2.2. Characterizations

Characterization of the obtained heterostructures was performed using scanning electron microscopy (SEM) with the scanning electron microscope Magellan (Thermo Fisher Scientific, Hillsboro, OR, USA) and transmission electron microscopy (TEM) with TITAN 80-300 (FEI, Fremont, CA, USA). X-ray diffraction (XRD) studies were done using an Empyrean PANalytical X-ray diffractometer (Almelo, Netherlands) in the radiation of a copper anode with a nickel filter, with radiation wavelength λ(Cu_Kα) = 0.154051 nm. Data processing was performed using the High Score Plus application program, included in the instrument software, and the diffraction database ICSD (PDF-2). Additional study of the surface composition was carried out by an AXIS SupraTM X-ray photoelectron spectrometer (XPS) (Kratos Analytical Ltd., Manchester, UK). The data were processed by CasaXPS v.2.3.23 software (Casa Software Ltd., Wilmslow, UK). Raman spectra were examined by a Laser Raman 3D scanning confocal microscope (Ntegra Spectra, Moscow, Russia) using a green laser (532 nm) with a spot size of 1 µm and a resolution of 0.5 cm⁻¹. Photoluminescence spectra were recorded by a Lyumakhrom Fluorat-02 panorama spectrofluorometer (St. Petersburg, Russia) with a 320-nm wavelength of exciting radiation.

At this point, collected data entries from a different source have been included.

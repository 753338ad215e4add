//! Table model over fetched vertex data.
//!
//! Rows are vertices (or elements of a raw buffer). Columns are the
//! components of every attribute, flattened: a `float4, float3, int` layout
//! gives
//!
//! ```text
//! attribute: 0 0 0 0 1 1 1 2
//! component: 0 1 2 3 0 1 2 0
//! ```
//!
//! In mesh view two reserved columns come first: the vertex number (`VTX`)
//! and the index read from the index buffer (`IDX`).

use crate::format::{AttributeLayout, ScalarValue};
use crate::util::{BBox3f, Vec3};

use super::{CellFormatter, NumberFormat, RawBuffer};

const COMPONENT_NAMES: [char; 4] = ['x', 'y', 'z', 'w'];

/// Everything a table displays, built off-thread and swapped in whole.
#[derive(Clone, Debug, Default)]
pub struct TableContents {
    pub row_count: u32,
    pub indices: Option<RawBuffer>,
    pub columns: Vec<AttributeLayout>,
    pub buffers: Vec<RawBuffer>,
}

/// Vertex data table for one pipeline stage (or one raw buffer).
#[derive(Debug)]
pub struct BufferTable {
    mesh_view: bool,
    cur_instance: u32,
    row_count: u32,
    indices: Option<RawBuffer>,
    columns: Vec<AttributeLayout>,
    buffers: Vec<RawBuffer>,
    formatter: CellFormatter,

    // (attribute index, component) per data column
    column_lookup: Vec<(usize, u32)>,
    column_count: usize,
    resetting: bool,
}

impl BufferTable {
    pub fn new(mesh_view: bool) -> Self {
        let mut table = Self {
            mesh_view,
            cur_instance: 0,
            row_count: 0,
            indices: None,
            columns: Vec::new(),
            buffers: Vec::new(),
            formatter: CellFormatter::default(),
            column_lookup: Vec::new(),
            column_count: 0,
            resetting: false,
        };
        table.cache_columns();
        table
    }

    // === Structural changes ===

    /// Start a structural change. Until [`end_reset`](Self::end_reset) the
    /// table reports no cells.
    pub fn begin_reset(&mut self) {
        self.resetting = true;
    }

    /// Finish a structural change and rebuild the column lookup.
    pub fn end_reset(&mut self) {
        self.resetting = false;
        self.cache_columns();
    }

    #[inline]
    pub fn is_resetting(&self) -> bool {
        self.resetting
    }

    /// Replace all contents in one bracketed step.
    pub fn replace(&mut self, contents: TableContents) {
        self.begin_reset();
        self.row_count = contents.row_count;
        self.indices = contents.indices;
        self.columns = contents.columns;
        self.buffers = contents.buffers;
        self.end_reset();
    }

    /// Drop all buffers and columns.
    pub fn clear(&mut self) {
        self.replace(TableContents::default());
    }

    pub fn set_columns(&mut self, columns: Vec<AttributeLayout>) {
        self.columns = columns;
        self.cache_columns();
    }

    pub fn set_buffers(&mut self, buffers: Vec<RawBuffer>) {
        self.buffers = buffers;
    }

    pub fn set_indices(&mut self, indices: Option<RawBuffer>) {
        self.indices = indices;
    }

    pub fn set_row_count(&mut self, rows: u32) {
        self.row_count = rows;
    }

    pub fn set_mesh_view(&mut self, mesh_view: bool) {
        self.mesh_view = mesh_view;
        self.cache_columns();
    }

    /// Instance used to index per-instance attributes.
    pub fn set_cur_instance(&mut self, instance: u32) {
        self.cur_instance = instance;
    }

    pub fn set_number_format(&mut self, number: NumberFormat) {
        self.formatter = CellFormatter::new(number);
    }

    pub fn number_format(&self) -> NumberFormat {
        self.formatter.number
    }

    fn cache_columns(&mut self) {
        self.column_lookup.clear();
        self.column_lookup.reserve(self.columns.len() * 4);

        for (i, attr) in self.columns.iter().enumerate() {
            for c in 0..attr.component_count() {
                self.column_lookup.push((i, c));
            }
        }

        self.column_count = self.column_lookup.len() + self.reserved_column_count();
    }

    // === Accessors ===

    #[inline]
    pub fn mesh_view(&self) -> bool {
        self.mesh_view
    }

    #[inline]
    pub fn cur_instance(&self) -> u32 {
        self.cur_instance
    }

    #[inline]
    pub fn row_count(&self) -> u32 {
        self.row_count
    }

    #[inline]
    pub fn column_count(&self) -> usize {
        self.column_count
    }

    #[inline]
    pub fn reserved_column_count(&self) -> usize {
        if self.mesh_view {
            2
        } else {
            0
        }
    }

    #[inline]
    pub fn columns(&self) -> &[AttributeLayout] {
        &self.columns
    }

    #[inline]
    pub fn buffers(&self) -> &[RawBuffer] {
        &self.buffers
    }

    #[inline]
    pub fn indices(&self) -> Option<&RawBuffer> {
        self.indices.as_ref()
    }

    /// Attribute and component shown in data column `col`.
    pub fn column_component(&self, col: usize) -> Option<(&AttributeLayout, u32)> {
        let data_col = col.checked_sub(self.reserved_column_count())?;
        let &(attr, comp) = self.column_lookup.get(data_col)?;
        Some((self.columns.get(attr)?, comp))
    }

    // === Cells ===

    /// Column header text.
    pub fn header(&self, col: usize) -> Option<String> {
        if col >= self.column_count || self.resetting {
            return None;
        }
        if self.mesh_view {
            match col {
                0 => return Some("VTX".to_string()),
                1 => return Some("IDX".to_string()),
                _ => {}
            }
        }

        let (attr, comp) = self.column_component(col)?;
        if attr.component_count() == 1 {
            Some(attr.name.clone())
        } else {
            Some(format!("{}.{}", attr.name, COMPONENT_NAMES[comp as usize % 4]))
        }
    }

    /// Vertex index for `row`: the index buffer entry, or the row itself
    /// when not indexed. `None` if the index buffer is too short.
    pub fn vertex_index(&self, row: u32) -> Option<u32> {
        match &self.indices {
            Some(indices) => indices.read_u32(row),
            None => Some(row),
        }
    }

    /// Decoded value at `(row, col)`. Reserved columns yield the vertex
    /// number and index as `U32`.
    pub fn value(&self, row: u32, col: usize) -> Option<ScalarValue> {
        if self.resetting || row >= self.row_count || col >= self.column_count {
            return None;
        }

        if self.mesh_view && col == 0 {
            return Some(ScalarValue::U32(row));
        }

        let idx = self.vertex_index(row)?;

        if self.mesh_view && col == 1 {
            return Some(ScalarValue::U32(idx));
        }

        let (attr, comp) = self.column_component(col)?;
        self.decode(attr, idx)?.get(comp as usize).copied()
    }

    /// Formatted cell text at `(row, col)`, `None` for "no value".
    pub fn cell(&self, row: u32, col: usize) -> Option<String> {
        let value = self.value(row, col)?;

        if col < self.reserved_column_count() {
            return Some(value.to_string());
        }

        let (attr, _) = self.column_component(col)?;
        Some(self.formatter.format(value, attr.hex))
    }

    fn decode(&self, attr: &AttributeLayout, vertex: u32) -> Option<crate::format::Components> {
        let buffer = self.buffers.get(attr.buffer)?;
        let element = if attr.per_instance {
            attr.instance_index(self.cur_instance)
        } else {
            vertex
        };
        let bytes = buffer.element(element, attr.offset)?;
        Some(attr.decode(bytes))
    }

    /// Bounds of the first three components of attribute `attr` over all rows.
    pub fn bounds(&self, attr: usize) -> BBox3f {
        let mut bbox = BBox3f::EMPTY;
        let Some(layout) = self.columns.get(attr) else {
            return bbox;
        };

        for row in 0..self.row_count {
            let Some(idx) = self.vertex_index(row) else {
                continue;
            };
            let Some(comps) = self.decode(layout, idx) else {
                continue;
            };
            if comps.is_empty() {
                continue;
            }
            let get = |i: usize| comps.get(i).map(|v| v.as_f64() as f32).unwrap_or(0.0);
            bbox.expand_by_point(Vec3::new(get(0), get(1), get(2)));
        }
        bbox
    }
}

impl Default for BufferTable {
    fn default() -> Self {
        Self::new(true)
    }
}

#[cfg(test)]
mod tests {
    use super::*;
    use crate::format::{CompType, ResourceFormat, SpecialFormat};

    fn float_uint_table(mesh_view: bool) -> BufferTable {
        let mut data = Vec::new();
        for (f, u) in [([1.0f32, 1.2345e-20, 123456.789], 0x12345678u32), ([-1.0, 0.0, -0.0], 7)] {
            data.extend_from_slice(bytemuck::cast_slice(&f));
            data.extend_from_slice(&u.to_le_bytes());
        }

        let mut t = BufferTable::new(mesh_view);
        t.replace(TableContents {
            row_count: 2,
            indices: None,
            columns: vec![
                AttributeLayout::new("pos", ResourceFormat::FLOAT3),
                AttributeLayout::new("id", ResourceFormat::UINT).with_offset(12),
            ],
            buffers: vec![RawBuffer::new(data, 16)],
        });
        t
    }

    #[test]
    fn test_column_layout() {
        let t = float_uint_table(false);
        assert_eq!(t.column_count(), 4);
        assert_eq!(t.header(0).as_deref(), Some("pos.x"));
        assert_eq!(t.header(2).as_deref(), Some("pos.z"));
        assert_eq!(t.header(3).as_deref(), Some("id"));
        assert_eq!(t.header(4), None);

        let t = float_uint_table(true);
        assert_eq!(t.column_count(), 6);
        assert_eq!(t.header(0).as_deref(), Some("VTX"));
        assert_eq!(t.header(1).as_deref(), Some("IDX"));
        assert_eq!(t.header(2).as_deref(), Some("pos.x"));
    }

    #[test]
    fn test_cells() {
        let t = float_uint_table(false);
        assert_eq!(t.cell(0, 0).as_deref(), Some(" 1.0"));
        assert_eq!(t.cell(0, 1).as_deref(), Some(" 1.2345e-20"));
        assert_eq!(t.cell(0, 2).as_deref(), Some(" 123456.79"));
        assert_eq!(t.cell(0, 3).as_deref(), Some("305419896"));
        assert_eq!(t.cell(1, 0).as_deref(), Some("-1.0"));
        assert_eq!(t.cell(1, 1), t.cell(1, 2));
        assert_eq!(t.cell(2, 0), None);
    }

    #[test]
    fn test_cell_is_pure() {
        let t = float_uint_table(true);
        for row in 0..2 {
            for col in 0..t.column_count() {
                assert_eq!(t.cell(row, col), t.cell(row, col));
            }
        }
    }

    #[test]
    fn test_hex_column() {
        let mut t = float_uint_table(false);
        let mut cols = t.columns().to_vec();
        cols[1].hex = true;
        t.set_columns(cols);
        assert_eq!(t.cell(0, 3).as_deref(), Some("12345678"));
    }

    #[test]
    fn test_special_changes_column_count() {
        let mut t = float_uint_table(false);
        let mut cols = t.columns().to_vec();
        cols[1].format = ResourceFormat::packed(SpecialFormat::R10G10B10A2, CompType::UNorm);
        t.set_columns(cols);
        assert_eq!(t.column_count(), 7);
        assert_eq!(t.header(6).as_deref(), Some("id.w"));
    }

    #[test]
    fn test_index_indirection() {
        let mut t = float_uint_table(true);
        t.set_indices(Some(RawBuffer::from_indices(&[1, 0])));
        assert_eq!(t.cell(0, 0).as_deref(), Some("0"));
        assert_eq!(t.cell(0, 1).as_deref(), Some("1"));
        assert_eq!(t.cell(0, 2).as_deref(), Some("-1.0"));
        assert_eq!(t.cell(1, 2).as_deref(), Some(" 1.0"));
    }

    #[test]
    fn test_index_out_of_range() {
        let mut t = float_uint_table(true);
        t.set_indices(Some(RawBuffer::from_indices(&[0, 1_000_000])));
        assert_eq!(t.cell(1, 0).as_deref(), Some("1"));
        assert_eq!(t.cell(1, 1).as_deref(), Some("1000000"));
        assert_eq!(t.cell(1, 2), None);

        // shorter index buffer than rows: no value, not a panic
        t.set_indices(Some(RawBuffer::from_indices(&[0])));
        assert_eq!(t.cell(1, 1), None);
        assert_eq!(t.cell(1, 0).as_deref(), Some("1"));
    }

    #[test]
    fn test_truncated_buffer() {
        let mut t = float_uint_table(false);
        let bytes = t.buffers()[0].as_bytes()[..26].to_vec();
        t.set_buffers(vec![RawBuffer::new(bytes, 16)]);
        // row 1 float3 needs bytes 16..28
        assert_eq!(t.cell(1, 0), None);
        assert_eq!(t.cell(1, 3), None);
        assert!(t.cell(0, 3).is_some());
    }

    #[test]
    fn test_missing_buffer() {
        let mut t = float_uint_table(false);
        let mut cols = t.columns().to_vec();
        cols[0].buffer = 5;
        t.set_columns(cols);
        assert_eq!(t.cell(0, 0), None);
        assert!(t.cell(0, 3).is_some());
    }

    #[test]
    fn test_per_instance() {
        let inst: Vec<u8> = bytemuck::cast_slice(&[10u32, 20, 30]).to_vec();
        let mut t = BufferTable::new(false);
        t.replace(TableContents {
            row_count: 4,
            indices: None,
            columns: vec![AttributeLayout::new("inst", ResourceFormat::UINT).per_instance(2)],
            buffers: vec![RawBuffer::new(inst, 4)],
        });

        assert_eq!(t.cell(3, 0).as_deref(), Some("10"));
        t.set_cur_instance(5);
        assert_eq!(t.cell(0, 0).as_deref(), Some("30"));
        assert_eq!(t.cell(3, 0).as_deref(), Some("30"));
        t.set_cur_instance(6);
        assert_eq!(t.cell(0, 0), None);
    }

    #[test]
    fn test_reset_bracket_hides_cells() {
        let mut t = float_uint_table(false);
        t.begin_reset();
        assert_eq!(t.cell(0, 0), None);
        assert_eq!(t.header(0), None);
        t.end_reset();
        assert!(t.cell(0, 0).is_some());
    }

    #[test]
    fn test_column_setters_during_reset_stay_consistent() {
        let mut t = BufferTable::new(false);
        t.set_columns(vec![
            AttributeLayout::new("a", ResourceFormat::FLOAT4),
            AttributeLayout::new("b", ResourceFormat::FLOAT4),
        ]);
        assert_eq!(t.column_count(), 8);

        t.begin_reset();
        t.set_columns(vec![AttributeLayout::new("a", ResourceFormat::FLOAT)]);
        assert_eq!(t.column_count(), 1);
        assert!(t.column_component(5).is_none());
        assert_eq!(t.column_component(0).map(|(a, c)| (a.name.as_str(), c)), Some(("a", 0)));

        t.set_mesh_view(true);
        assert_eq!(t.column_count(), 3);
        assert!(t.column_component(1).is_none());
        assert_eq!(t.column_component(2).map(|(a, _)| a.name.as_str()), Some("a"));
        t.end_reset();
        assert_eq!(t.header(2).as_deref(), Some("a"));
    }

    #[test]
    fn test_block_header_uses_expanded_count() {
        // declared as four components, BC4 expands to one
        let format = ResourceFormat {
            special: SpecialFormat::BC4,
            ..ResourceFormat::new(CompType::UNorm, 4, 1)
        };
        let mut t = BufferTable::new(false);
        t.set_columns(vec![AttributeLayout::new("alpha", format)]);
        assert_eq!(t.column_count(), 1);
        assert_eq!(t.header(0).as_deref(), Some("alpha"));
    }

    #[test]
    fn test_clear() {
        let mut t = float_uint_table(true);
        t.clear();
        assert_eq!(t.row_count(), 0);
        assert_eq!(t.column_count(), 2);
        assert!(t.buffers().is_empty());
    }

    #[test]
    fn test_bounds() {
        let t = float_uint_table(false);
        let b = t.bounds(0);
        assert_eq!(b.min.x, -1.0);
        assert_eq!(b.max.x, 1.0);
        assert!(t.bounds(9).is_empty());
    }
}
//! Mesh view controller: selection state, cameras, tables and fetches.
//!
//! The controller is the single owner of all table and camera state. It
//! never blocks on the replay: requests go to the [`FetchWorker`] and results
//! are applied in [`MeshViewController::poll`] on the owner's thread.

use std::time::{Duration, Instant};

use tracing::{debug, error, warn};

use crate::camera::{
    ArcballCamera, Camera, CameraController, CameraKind, FlyCamera, Key, Modifiers, MouseEvent,
};
use crate::format::{AttributeLayout, DeclParser, FormatParser};
use crate::table::{BufferTable, NumberFormat};
use crate::util::{Result, Vec3, ViewportSize};

use super::config::{
    CameraGuess, DrawRange, MeshDataStage, MeshDisplayConfig, SolidShadeMode, DEFAULT_FAR, DEFAULT_NEAR,
};
use super::fetch::{self, FetchRequest, Fetched, RawSource};
use super::replay::{MeshFormat, PipelineSnapshot, RenderTarget, ReplaySource, ResourceId};
use super::settings::Settings;
use super::worker::{FetchWorker, WorkerResult};

/// Interval at which the host should call [`MeshViewController::tick`].
pub const CAMERA_TICK: Duration = Duration::from_millis(10);

/// Orbit distance after a camera reset.
const RESET_DISTANCE: f32 = 10.0;

/// Scroll and selection of one table view.
#[derive(Clone, Copy, Debug, Default, PartialEq, Eq)]
pub struct TableViewState {
    pub selected_row: Option<u32>,
    /// First visible row.
    pub scroll_row: u32,
}

/// Owner of the three stage tables and the preview camera.
pub struct MeshViewController {
    mesh_view: bool,
    tables: [BufferTable; 3],
    views: [TableViewState; 3],
    focused: Option<MeshDataStage>,
    row_offset: u32,

    stage: MeshDataStage,
    pipeline: PipelineSnapshot,
    parser: Box<dyn FormatParser>,
    raw: Option<RawSource>,
    raw_columns: Vec<AttributeLayout>,
    format_errors: Vec<String>,
    diagnostics: Vec<String>,

    camera: Camera,
    camera_speed: f32,
    viewport: ViewportSize,

    cur_instance: u32,
    draw_range: DrawRange,
    shade_mode: SolidShadeMode,
    wireframe: bool,
    highlight_vertices: bool,
    sync_views: bool,
    hex_by_default: bool,
    guess: CameraGuess,

    vs_in_format: MeshFormat,
    post_vs: MeshFormat,
    post_gs: MeshFormat,

    target: Option<Box<dyn RenderTarget>>,
    worker: FetchWorker,
    generation: u64,
    applied: u64,
}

Diffuse reflection spectra were measured by a Shimadzu UV-3600 (Kyoto, Japan) spectrophotometer with an LISR-3100 integrating sphere in the coordinates F(R) = f (λ, nm), where F(R) is the Kubelka–Munk function (denoted in the text as α). We used the method of the Tauc curve plot to determine the band gap by conversion of the optical absorption spectra using the absorption coefficient (α) and photon energy (hν), calculated considering the wavelengths: hν = 1240/λ. The band gap energy was determined by extrapolation of the linear area of the dependence of (αhν) on (hν) to the zero value of the absorption coefficient, where n is equal ½ in the case of indirect and n is equal 2 in the case of direct inter-band transition. Urbach energy values (EU) were calculated by inverse slope of the dependence of lnα on hν.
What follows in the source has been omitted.